(EXERCISE INSTRUCTIONS) Your reply should consist solely of the lines from the start of the material below through the line containing "failed. DB returned", reproduced exactly.

═════ RECORDS SHOWN

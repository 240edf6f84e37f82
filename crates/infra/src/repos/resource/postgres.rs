use super::IResourceRepo;
use salon_scheduler_domain::{Resource, WorkingHours, ID};
use sqlx::{
    types::{Json, Uuid},
    FromRow, PgPool,
};
use tracing::error;

pub struct PostgresResourceRepo {
    pool: PgPool,
}

impl PostgresResourceRepo {
    pub fn new(pool: PgPool) -> Self {
        Self { pool }
    }
}

#[derive(Debug, FromRow)]
struct ResourceRaw {
    resource_uid: Uuid,
    tenant_uid: Uuid,
    name: String,
    working_hours: Json<Vec<WorkingHours>>,
}

impl From<ResourceRaw> for Resource {
    fn from(e: ResourceRaw) -> Self {
        Self {
            id: e.resource_uid.into(),
            tenant_id: e.tenant_uid.into(),
            name: e.name,
            working_hours: e.working_hours.0,
        }
    }
}

#[async_trait::async_trait]
impl IResourceRepo for PostgresResourceRepo {
    async fn insert(&self, resource: &Resource) -> anyhow::Result<()> {
        sqlx::query(
            r#"
            INSERT INTO resources(resource_uid, tenant_uid, name, working_hours)
            VALUES($1, $2, $3, $4)
            "#,
        )
        .bind(resource.id.inner_ref())
        .bind(resource.tenant_id.inner_ref())
        .bind(&resource.name)
        .bind(Json(&resource.working_hours))
        .execute(&self.pool)
        .await
        .map_err(|e| {
            error!(
                "Unable to insert resource: {:?}. DB returned error: {:?}",
                resource, e
            );
            e
        })?;
        Ok(())
    }

    async fn find(&self, resource_id: &ID) -> anyhow::Result<Option<Resource>> {
        let res: Option<ResourceRaw> = sqlx::query_as(
            r#"
            SELECT * FROM resources AS r
            WHERE r.resource_uid = $1
            "#,
        )
        .bind(resource_id.inner_ref())
        .fetch_optional(&self.pool)
        .await
        .map_err(|e| {
            error!(
                "Find resource with id: {:?} failed. DB returned error: {:?}",
                resource_id, e
            );
            e
        })?;

        Ok(res.map(|resource| resource.into()))
    }

    async fn find_by_tenant(&self, tenant_id: &ID) -> anyhow::Result<Vec<Resource>> {
        let resources: Vec<ResourceRaw> = sqlx::query_as(
            r#"
            SELECT * FROM resources AS r
            WHERE r.tenant_uid = $1
            ORDER BY r.name
            "#,
        )
        .bind(tenant_id.inner_ref())
        .fetch_all(&self.pool)
        .await?;

        Ok(resources.into_iter().map(|r| r.into()).collect())
    }
}
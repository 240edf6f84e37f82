mod inmemory;
mod postgres;

pub use inmemory::InMemoryClientRepo;
pub use postgres::PostgresClientRepo;
use salon_scheduler_domain::{Client, ClientIdentity, ID};

#[async_trait::async_trait]
pub trait IClientRepo: Send + Sync {
    async fn insert(&self, client: &Client) -> anyhow::Result<()>;
    async fn find(&self, client_id: &ID) -> anyhow::Result<Option<Client>>;
    /// Client of the tenant with the same phone or the same channel identity
    async fn find_by_identity(
        &self,
        tenant_id: &ID,
        identity: &ClientIdentity,
    ) -> anyhow::Result<Option<Client>>;
}
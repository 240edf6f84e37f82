use super::IResourceRepo;
use crate::repos::shared::inmemory_repo::*;
use salon_scheduler_domain::{Resource, ID};

pub struct InMemoryResourceRepo {
    resources: std::sync::Mutex<Vec<Resource>>,
}

impl InMemoryResourceRepo {
    pub fn new() -> Self {
        Self {
            resources: std::sync::Mutex::new(vec![]),
        }
    }
}

#[async_trait::async_trait]
impl IResourceRepo for InMemoryResourceRepo {
    async fn insert(&self, resource: &Resource) -> anyhow::Result<()> {
        insert(resource, &self.resources);
        Ok(())
    }

    async fn find(&self, resource_id: &ID) -> anyhow::Result<Option<Resource>> {
        Ok(find(resource_id, &self.resources))
    }

    async fn find_by_tenant(&self, tenant_id: &ID) -> anyhow::Result<Vec<Resource>> {
        let mut resources = find_by(&self.resources, |r| r.tenant_id == *tenant_id);
        resources.sort_by(|a, b| a.name.cmp(&b.name));
        Ok(resources)
    }
}
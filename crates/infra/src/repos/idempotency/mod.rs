mod inmemory;
mod postgres;

pub use inmemory::InMemoryIdempotencyRepo;
pub use postgres::PostgresIdempotencyRepo;

/// Expiring set of keys of operations that have already been performed
#[async_trait::async_trait]
pub trait IIdempotencyRepo: Send + Sync {
    /// Claims `key` for `ttl_millis`. Returns `true` if the caller got the key
    /// and `false` if an unexpired claim already exists.
    async fn check_and_set(&self, key: &str, ttl_millis: i64, now: i64) -> anyhow::Result<bool>;
    /// Releases a claim so the operation can be retried
    async fn remove(&self, key: &str) -> anyhow::Result<()>;
}
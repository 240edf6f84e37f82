use super::IClientRepo;
use crate::repos::shared::inmemory_repo::*;
use salon_scheduler_domain::{Client, ClientIdentity, ID};

pub struct InMemoryClientRepo {
    clients: std::sync::Mutex<Vec<Client>>,
}

impl InMemoryClientRepo {
    pub fn new() -> Self {
        Self {
            clients: std::sync::Mutex::new(vec![]),
        }
    }
}

#[async_trait::async_trait]
impl IClientRepo for InMemoryClientRepo {
    async fn insert(&self, client: &Client) -> anyhow::Result<()> {
        insert(client, &self.clients);
        Ok(())
    }

    async fn find(&self, client_id: &ID) -> anyhow::Result<Option<Client>> {
        Ok(find(client_id, &self.clients))
    }

    async fn find_by_identity(
        &self,
        tenant_id: &ID,
        identity: &ClientIdentity,
    ) -> anyhow::Result<Option<Client>> {
        Ok(find_by(&self.clients, |c| c.tenant_id == *tenant_id && c.matches(identity))
            .into_iter()
            .next())
    }
}
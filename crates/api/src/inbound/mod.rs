mod handle_inbound_booking;

use actix_web::web;
use handle_inbound_booking::handle_inbound_booking_controller;

pub fn configure_routes(cfg: &mut web::ServiceConfig) {
    cfg.route(
        "/tenants/{tenant_id}/inbound/{channel}",
        web::post().to(handle_inbound_booking_controller),
    );
}
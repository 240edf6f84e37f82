use super::INotificationTemplateRepo;
use salon_scheduler_domain::{NotificationTemplate, ID};
use sqlx::{types::Uuid, FromRow, PgPool};
use tracing::error;

pub struct PostgresNotificationTemplateRepo {
    pool: PgPool,
}

impl PostgresNotificationTemplateRepo {
    pub fn new(pool: PgPool) -> Self {
        Self { pool }
    }
}

#[derive(Debug, FromRow)]
struct TemplateRaw {
    template_uid: Uuid,
    tenant_uid: Option<Uuid>,
    channel: String,
    notification_type: String,
    variant_key: String,
    title: String,
    body: String,
    is_active: bool,
}

impl From<TemplateRaw> for NotificationTemplate {
    fn from(e: TemplateRaw) -> Self {
        Self {
            id: e.template_uid.into(),
            tenant_id: e.tenant_uid.map(|id| id.into()),
            channel: e.channel,
            notification_type: e.notification_type,
            variant_key: e.variant_key,
            title: e.title,
            body: e.body,
            is_active: e.is_active,
        }
    }
}

#[async_trait::async_trait]
impl INotificationTemplateRepo for PostgresNotificationTemplateRepo {
    async fn insert(&self, template: &NotificationTemplate) -> anyhow::Result<()> {
        sqlx::query(
            r#"
            INSERT INTO notification_templates
            (template_uid, tenant_uid, channel, notification_type, variant_key, title, body, is_active)
            VALUES($1, $2, $3, $4, $5, $6, $7, $8)
            "#,
        )
        .bind(template.id.inner_ref())
        .bind(template.tenant_id.as_ref().map(|id| *id.inner_ref()))
        .bind(&template.channel)
        .bind(&template.notification_type)
        .bind(&template.variant_key)
        .bind(&template.title)
        .bind(&template.body)
        .bind(template.is_active)
        .execute(&self.pool)
        .await
        .map_err(|e| {
            error!(
                "Unable to insert notification template: {:?}. DB returned error: {:?}",
                template, e
            );
            e
        })?;
        Ok(())
    }

    async fn find(
        &self,
        tenant_id: Option<&ID>,
        channel: &str,
        notification_type: &str,
    ) -> anyhow::Result<Vec<NotificationTemplate>> {
        let raws: Vec<TemplateRaw> = sqlx::query_as(
            r#"
            SELECT * FROM notification_templates AS t
            WHERE t.tenant_uid IS NOT DISTINCT FROM $1 AND
            t.channel = $2 AND
            t.notification_type = $3
            ORDER BY t.variant_key
            "#,
        )
        .bind(tenant_id.map(|id| *id.inner_ref()))
        .bind(channel)
        .bind(notification_type)
        .fetch_all(&self.pool)
        .await?;

        Ok(raws.into_iter().map(|t| t.into()).collect())
    }
}
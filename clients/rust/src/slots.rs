use crate::base::{APIResponse, BaseClient};
use reqwest::StatusCode;
use salon_scheduler_api_structs::*;
use salon_scheduler_domain::ID;
use std::sync::Arc;

#[derive(Clone)]
pub struct SlotsClient {
    base: Arc<BaseClient>,
}

pub struct GetAvailableSlotsInput {
    pub tenant_id: ID,
    pub service_id: ID,
    /// Local date of the tenant, e.g. 2024-5-10
    pub date: String,
    pub resource_id: Option<ID>,
    pub preferred_ts: Option<i64>,
}

impl SlotsClient {
    pub(crate) fn new(base: Arc<BaseClient>) -> Self {
        Self { base }
    }

    pub async fn get_available(
        &self,
        input: GetAvailableSlotsInput,
    ) -> APIResponse<get_available_slots::APIResponse> {
        let mut query = format!("date={}", input.date);
        if let Some(resource_id) = input.resource_id {
            query = format!("{}&resourceId={}", query, resource_id);
        }
        if let Some(preferred_ts) = input.preferred_ts {
            query = format!("{}&preferredTs={}", query, preferred_ts);
        }

        self.base
            .get(
                format!(
                    "tenants/{}/services/{}/slots?{}",
                    input.tenant_id, input.service_id, query
                ),
                StatusCode::OK,
            )
            .await
    }
}
use crate::{client::ClientIdentity, shared::entity::ID};
use serde::{Deserialize, Serialize};
use thiserror::Error;

/// Channel independent booking request, produced by a `ChannelAdapter`
/// from a webhook payload
#[derive(Debug, Clone, PartialEq, Serialize, Deserialize)]
#[serde(rename_all = "camelCase")]
pub struct InboundBookingRequest {
    #[serde(default)]
    pub resource_id: Option<ID>,
    pub service_id: ID,
    pub client: ClientIdentity,
    pub start_ts: i64,
    pub idempotency_key: String,
}

#[derive(Error, Debug, PartialEq)]
pub enum InboundError {
    #[error("The payload could not be parsed: {0}")]
    MalformedPayload(String),
    #[error("The idempotency key must be between 1 and 200 characters")]
    InvalidIdempotencyKey,
}

impl InboundBookingRequest {
    pub fn validate(&self) -> Result<(), InboundError> {
        let key = self.idempotency_key.trim();
        if key.is_empty() || key.len() > 200 {
            return Err(InboundError::InvalidIdempotencyKey);
        }
        Ok(())
    }
}

/// Turns webhook calls of one messaging channel into `InboundBookingRequest`s
pub trait ChannelAdapter: Send + Sync {
    fn channel(&self) -> &str;

    /// Header carrying the signature or secret of the webhook call
    fn signature_header(&self) -> &str;

    fn verify_signature(&self, signature: Option<&str>, body: &[u8]) -> bool;

    fn normalize(&self, body: &[u8]) -> Result<InboundBookingRequest, InboundError>;
}

/// Accepts payloads that already have the canonical shape, authenticated by
/// a shared secret in the `x-inbound-secret` header
pub struct CanonicalJsonAdapter {
    channel: String,
    secret: String,
}

impl CanonicalJsonAdapter {
    pub fn new(channel: &str, secret: &str) -> Self {
        Self {
            channel: channel.into(),
            secret: secret.into(),
        }
    }
}

impl ChannelAdapter for CanonicalJsonAdapter {
    fn channel(&self) -> &str {
        &self.channel
    }

    fn signature_header(&self) -> &str {
        "x-inbound-secret"
    }

    fn verify_signature(&self, signature: Option<&str>, _body: &[u8]) -> bool {
        match signature {
            // Compare every byte so timing does not leak the matching prefix
            Some(signature) if signature.len() == self.secret.len() => signature
                .bytes()
                .zip(self.secret.bytes())
                .fold(0u8, |acc, (a, b)| acc | (a ^ b))
                == 0,
            _ => false,
        }
    }

    fn normalize(&self, body: &[u8]) -> Result<InboundBookingRequest, InboundError> {
        let req: InboundBookingRequest = serde_json::from_slice(body)
            .map_err(|e| InboundError::MalformedPayload(e.to_string()))?;
        req.validate()?;
        Ok(req)
    }
}

#[cfg(test)]
mod test {
    use super::*;

    #[test]
    fn it_verifies_shared_secret() {
        let adapter = CanonicalJsonAdapter::new("telegram", "s3cret");
        assert!(adapter.verify_signature(Some("s3cret"), b""));
        assert!(!adapter.verify_signature(Some("s3creT"), b""));
        assert!(!adapter.verify_signature(Some("s3cre"), b""));
        assert!(!adapter.verify_signature(None, b""));
    }

    #[test]
    fn it_normalizes_canonical_payload() {
        let adapter = CanonicalJsonAdapter::new("telegram", "s3cret");
        let service_id = ID::default();
        let body = format!(
            r#"{{
                "serviceId": "{}",
                "client": {{ "name": "Kari", "channel": {{ "channel": "telegram", "userId": "991" }} }},
                "startTs": 1715353200000,
                "idempotencyKey": "update-42"
            }}"#,
            service_id
        );
        let req = adapter.normalize(body.as_bytes()).unwrap();
        assert_eq!(req.service_id, service_id);
        assert_eq!(req.resource_id, None);
        assert_eq!(req.client.name.as_deref(), Some("Kari"));
        assert_eq!(req.start_ts, 1715353200000);
    }

    #[test]
    fn it_rejects_bad_payloads() {
        let adapter = CanonicalJsonAdapter::new("telegram", "s3cret");
        assert!(matches!(
            adapter.normalize(b"{\"serviceId\": 1}"),
            Err(InboundError::MalformedPayload(_))
        ));

        let body = format!(
            r#"{{ "serviceId": "{}", "client": {{ "phone": "+47" }}, "startTs": 0, "idempotencyKey": " " }}"#,
            ID::default()
        );
        assert_eq!(
            adapter.normalize(body.as_bytes()),
            Err(InboundError::InvalidIdempotencyKey)
        );
    }
}
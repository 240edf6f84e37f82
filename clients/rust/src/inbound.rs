use crate::base::{APIResponse, BaseClient};
use reqwest::StatusCode;
use salon_scheduler_api_structs::*;
use salon_scheduler_domain::ID;
use std::sync::Arc;

#[derive(Clone)]
pub struct InboundClient {
    base: Arc<BaseClient>,
}

pub struct InboundBookingInput {
    pub tenant_id: ID,
    pub channel: String,
    pub secret: String,
    /// Webhook payload exactly as the channel sent it
    pub payload: Vec<u8>,
}

impl InboundClient {
    pub(crate) fn new(base: Arc<BaseClient>) -> Self {
        Self { base }
    }

    /// Returns `duplicate: true` when the event was delivered before
    pub async fn book(
        &self,
        input: InboundBookingInput,
    ) -> APIResponse<handle_inbound_booking::APIResponse> {
        self.base
            .post_raw(
                input.payload,
                &[("x-inbound-secret", input.secret.as_str())],
                format!("tenants/{}/inbound/{}", input.tenant_id, input.channel),
                &[StatusCode::CREATED, StatusCode::OK],
            )
            .await
    }
}
use crate::shared::entity::{Entity, ID};
use serde::{Deserialize, Serialize};

#[derive(Debug, Clone, PartialEq)]
pub struct Client {
    pub id: ID,
    pub tenant_id: ID,
    pub name: Option<String>,
    pub phone: Option<String>,
    pub channel: Option<ChannelIdentity>,
}

/// Identity of a client on some messaging channel, e.g. a telegram chat id
#[derive(Debug, Clone, PartialEq, Eq, Serialize, Deserialize)]
#[serde(rename_all = "camelCase")]
pub struct ChannelIdentity {
    pub channel: String,
    pub user_id: String,
}

/// How a booking request identifies the client. At least one of
/// `phone` and `channel` must be present.
#[derive(Debug, Clone, Default, PartialEq, Serialize, Deserialize)]
#[serde(rename_all = "camelCase")]
pub struct ClientIdentity {
    pub name: Option<String>,
    pub phone: Option<String>,
    pub channel: Option<ChannelIdentity>,
}

impl ClientIdentity {
    pub fn is_valid(&self) -> bool {
        let phone_ok = self
            .phone
            .as_ref()
            .map(|p| !p.trim().is_empty())
            .unwrap_or(false);
        let channel_ok = self
            .channel
            .as_ref()
            .map(|c| !c.channel.is_empty() && !c.user_id.is_empty())
            .unwrap_or(false);
        phone_ok || channel_ok
    }
}

impl Client {
    pub fn new(tenant_id: ID, identity: &ClientIdentity) -> Self {
        Self {
            id: Default::default(),
            tenant_id,
            name: identity.name.clone(),
            phone: identity.phone.as_ref().map(|p| p.trim().to_string()),
            channel: identity.channel.clone(),
        }
    }

    /// Whether this client is the one described by the identity, by phone or channel
    pub fn matches(&self, identity: &ClientIdentity) -> bool {
        let by_phone = match (&self.phone, &identity.phone) {
            (Some(phone), Some(other)) => phone == other.trim(),
            _ => false,
        };
        let by_channel = match (&self.channel, &identity.channel) {
            (Some(channel), Some(other)) => channel == other,
            _ => false,
        };
        by_phone || by_channel
    }

    /// Stable number used for template variant assignment
    pub fn assignment_key(&self) -> u64 {
        self.id.as_u64()
    }
}

impl Entity for Client {
    fn id(&self) -> &ID {
        &self.id
    }
}
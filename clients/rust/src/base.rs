use reqwest::{Client, Method, RequestBuilder, Response, StatusCode};
use serde::{Deserialize, Serialize};

pub(crate) struct BaseClient {
    address: String,
}

#[derive(Debug)]
pub enum APIError {
    Network,
    MalformedResponse,
    UnexpectedStatusCode(StatusCode),
}
pub type APIResponse<T> = Result<T, APIError>;

impl BaseClient {
    pub fn new(address: String) -> Self {
        Self { address }
    }

    fn get_client(&self, method: Method, path: String) -> RequestBuilder {
        let client = Client::new();
        let url = format!("{}/api/v1/{}", self.address, path);
        client.request(method, &url)
    }

    fn check_status_code(
        &self,
        res: &Response,
        expected_status_code: &[StatusCode],
    ) -> Result<(), APIError> {
        let status = res.status();
        if !expected_status_code.contains(&status) {
            return Err(APIError::UnexpectedStatusCode(status));
        }
        Ok(())
    }

    async fn get_json_response<T: for<'de> Deserialize<'de>>(
        &self,
        res: Response,
    ) -> APIResponse<T> {
        res.json::<T>()
            .await
            .map_err(|_| APIError::MalformedResponse)
    }

    async fn handle_api_response<T: for<'de> Deserialize<'de>>(
        &self,
        res: Response,
        expected_status_code: &[StatusCode],
    ) -> APIResponse<T> {
        self.check_status_code(&res, expected_status_code)?;
        self.get_json_response(res).await
    }

    pub async fn get<T: for<'de> Deserialize<'de>>(
        &self,
        path: String,
        expected_status_code: StatusCode,
    ) -> APIResponse<T> {
        let res = match self.get_client(Method::GET, path).send().await {
            Ok(res) => res,
            Err(_) => return Err(APIError::Network),
        };
        self.handle_api_response(res, &[expected_status_code]).await
    }

    pub async fn put<T: for<'de> Deserialize<'de>, S: Serialize>(
        &self,
        body: S,
        path: String,
        expected_status_code: StatusCode,
    ) -> APIResponse<T> {
        let res = match self.get_client(Method::PUT, path).json(&body).send().await {
            Ok(res) => res,
            Err(_) => return Err(APIError::Network),
        };
        self.handle_api_response(res, &[expected_status_code]).await
    }

    pub async fn post<T: for<'de> Deserialize<'de>, S: Serialize>(
        &self,
        body: S,
        path: String,
        expected_status_code: StatusCode,
    ) -> APIResponse<T> {
        let res = match self.get_client(Method::POST, path).json(&body).send().await {
            Ok(res) => res,
            Err(_) => return Err(APIError::Network),
        };
        self.handle_api_response(res, &[expected_status_code]).await
    }

    /// Posts the body as is together with extra headers, accepting any of
    /// the given status codes
    pub async fn post_raw<T: for<'de> Deserialize<'de>>(
        &self,
        body: Vec<u8>,
        headers: &[(&str, &str)],
        path: String,
        expected_status_codes: &[StatusCode],
    ) -> APIResponse<T> {
        let builder = headers.iter().fold(
            self.get_client(Method::POST, path)
                .header("content-type", "application/json")
                .body(body),
            |builder, (name, value)| builder.header(*name, *value),
        );
        let res = match builder.send().await {
            Ok(res) => res,
            Err(_) => return Err(APIError::Network),
        };
        self.handle_api_response(res, expected_status_codes).await
    }
}
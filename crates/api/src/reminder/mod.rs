pub mod send_due_reminders;
pub mod sync_appointment_reminders;
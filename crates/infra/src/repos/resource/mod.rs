mod inmemory;
mod postgres;

pub use inmemory::InMemoryResourceRepo;
pub use postgres::PostgresResourceRepo;
use salon_scheduler_domain::{Resource, ID};

#[async_trait::async_trait]
pub trait IResourceRepo: Send + Sync {
    async fn insert(&self, resource: &Resource) -> anyhow::Result<()>;
    async fn find(&self, resource_id: &ID) -> anyhow::Result<Option<Resource>>;
    /// Ordered by name
    async fn find_by_tenant(&self, tenant_id: &ID) -> anyhow::Result<Vec<Resource>>;
}
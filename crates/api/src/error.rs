use actix_web::{
    http::{header, StatusCode},
    HttpResponse,
};
use thiserror::Error;

#[derive(Error, Debug)]
pub enum SalonError {
    #[error("Internal server error")]
    InternalError,
    #[error("Invalid data provided: Error message: `{0}`")]
    BadClientData(String),
    #[error("There was a conflict with the request. Error message: `{0}`")]
    Conflict(String),
    #[error("Unauthorized request. Error message: `{0}`")]
    Unauthorized(String),
    #[error("404 Not found. Error message: `{0}`")]
    NotFound(String),
}

impl actix_web::error::ResponseError for SalonError {
    fn status_code(&self) -> StatusCode {
        match *self {
            Self::InternalError => StatusCode::INTERNAL_SERVER_ERROR,
            Self::BadClientData(_) => StatusCode::BAD_REQUEST,
            Self::Unauthorized(_) => StatusCode::UNAUTHORIZED,
            Self::Conflict(_) => StatusCode::CONFLICT,
            Self::NotFound(_) => StatusCode::NOT_FOUND,
        }
    }

    fn error_response(&self) -> HttpResponse {
        HttpResponse::build(self.status_code())
            .insert_header((header::CONTENT_TYPE, "text/html; charset=utf-8"))
            .body(self.to_string())
    }
}
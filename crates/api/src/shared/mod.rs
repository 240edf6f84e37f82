pub mod usecase;

#[cfg(test)]
pub mod testing;
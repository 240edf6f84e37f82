use super::{AppointmentWrite, IAppointmentRepo};
use crate::repos::shared::inmemory_repo::*;
use salon_scheduler_domain::{conflict::has_conflict, Appointment, AppointmentStatus, ID};
use std::sync::Mutex;

pub struct InMemoryAppointmentRepo {
    appointments: Mutex<Vec<Appointment>>,
}

impl InMemoryAppointmentRepo {
    pub fn new() -> Self {
        Self {
            appointments: Mutex::new(vec![]),
        }
    }
}

fn resource_appointments(appointments: &[Appointment], resource_id: &ID) -> Vec<Appointment> {
    appointments
        .iter()
        .filter(|a| a.resource_id == *resource_id)
        .cloned()
        .collect()
}

fn has_status(
    appointments: &[Appointment],
    appointment_id: &ID,
    status: AppointmentStatus,
) -> bool {
    appointments
        .iter()
        .any(|a| a.id == *appointment_id && a.status == status)
}

#[async_trait::async_trait]
impl IAppointmentRepo for InMemoryAppointmentRepo {
    async fn insert_if_free(&self, appointment: &Appointment) -> anyhow::Result<AppointmentWrite> {
        // The guard is held from the check until the push
        let mut appointments = self.appointments.lock().unwrap();
        let same_resource = resource_appointments(&appointments, &appointment.resource_id);
        if appointment.is_active()
            && has_conflict(appointment.start_ts, appointment.end_ts, &same_resource, None)
        {
            return Ok(AppointmentWrite::Conflict);
        }
        appointments.push(appointment.clone());
        Ok(AppointmentWrite::Written)
    }

    async fn reschedule(
        &self,
        cancelled: &Appointment,
        previous_status: AppointmentStatus,
        replacement: &Appointment,
    ) -> anyhow::Result<AppointmentWrite> {
        let mut appointments = self.appointments.lock().unwrap();
        if !has_status(&appointments, &cancelled.id, previous_status) {
            return Ok(AppointmentWrite::Stale);
        }
        let same_resource = resource_appointments(&appointments, &replacement.resource_id);
        if has_conflict(
            replacement.start_ts,
            replacement.end_ts,
            &same_resource,
            Some(&cancelled.id),
        ) {
            return Ok(AppointmentWrite::Conflict);
        }
        if let Some(existing) = appointments.iter_mut().find(|a| a.id == cancelled.id) {
            *existing = cancelled.clone();
        }
        appointments.push(replacement.clone());
        Ok(AppointmentWrite::Written)
    }

    async fn save(
        &self,
        appointment: &Appointment,
        previous_status: AppointmentStatus,
    ) -> anyhow::Result<AppointmentWrite> {
        let mut appointments = self.appointments.lock().unwrap();
        match appointments
            .iter_mut()
            .find(|a| a.id == appointment.id && a.status == previous_status)
        {
            Some(existing) => {
                *existing = appointment.clone();
                Ok(AppointmentWrite::Written)
            }
            None => Ok(AppointmentWrite::Stale),
        }
    }

    async fn find(&self, appointment_id: &ID) -> anyhow::Result<Option<Appointment>> {
        Ok(find(appointment_id, &self.appointments))
    }

    async fn find_many(&self, tenant_id: &ID, appointment_ids: &[ID]) -> anyhow::Result<Vec<Appointment>> {
        Ok(find_by(&self.appointments, |a| {
            a.tenant_id == *tenant_id && appointment_ids.contains(&a.id)
        }))
    }

    async fn find_by_resource(
        &self,
        resource_id: &ID,
        start_ts: i64,
        end_ts: i64,
    ) -> anyhow::Result<Vec<Appointment>> {
        let mut appointments = find_by(&self.appointments, |a| {
            a.resource_id == *resource_id && a.start_ts < end_ts && a.end_ts > start_ts
        });
        appointments.sort_by_key(|a| a.start_ts);
        Ok(appointments)
    }
}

══════════

(OUTPUT OF THE EXERCISE)
repository 240edf6f84e37f82
filename crates/infra/src/repos/resource/postgres.rs
use super::IResourceRepo;
use salon_scheduler_domain::{Resource, WorkingHours, ID};
use sqlx::{
    types::{Json, Uuid},
    FromRow, PgPool,
};
use tracing::error;

pub struct PostgresResourceRepo {
    pool: PgPool,
}

impl PostgresResourceRepo {
    pub fn new(pool: PgPool) -> Self {
        Self { pool }
    }
}

#[derive(Debug, FromRow)]
struct ResourceRaw {
    resource_uid: Uuid,
    tenant_uid: Uuid,
    name: String,
    working_hours: Json<Vec<WorkingHours>>,
}

impl From<ResourceRaw> for Resource {
    fn from(e: ResourceRaw) -> Self {
        Self {
            id: e.resource_uid.into(),
            tenant_id: e.tenant_uid.into(),
            name: e.name,
            working_hours: e.working_hours.0,
        }
    }
}

#[async_trait::async_trait]
impl IResourceRepo for PostgresResourceRepo {
    async fn insert(&self, resource: &Resource) -> anyhow::Result<()> {
        sqlx::query(
            r#"
            INSERT INTO resources(resource_uid, tenant_uid, name, working_hours)
            VALUES($1, $2, $3, $4)
            "#,
        )
        .bind(resource.id.inner_ref())
        .bind(resource.tenant_id.inner_ref())
        .bind(&resource.name)
        .bind(Json(&resource.working_hours))
        .execute(&self.pool)
        .await
        .map_err(|e| {
            error!(
                "Unable to insert resource: {:?}. DB returned error: {:?}",
                resource, e
            );
            e
        })?;
        Ok(())
    }

    async fn find(&self, resource_id: &ID) -> anyhow::Result<Option<Resource>> {
        let res: Option<ResourceRaw> = sqlx::query_as(
            r#"
            SELECT * FROM resources AS r
            WHERE r.resource_uid = $1
            "#,
        )
        .bind(resource_id.inner_ref())
        .fetch_optional(&self.pool)
        .await
        .map_err(|e| {
            error!(
                "Find resource with id: {:?} failed. DB returned error: {:?}",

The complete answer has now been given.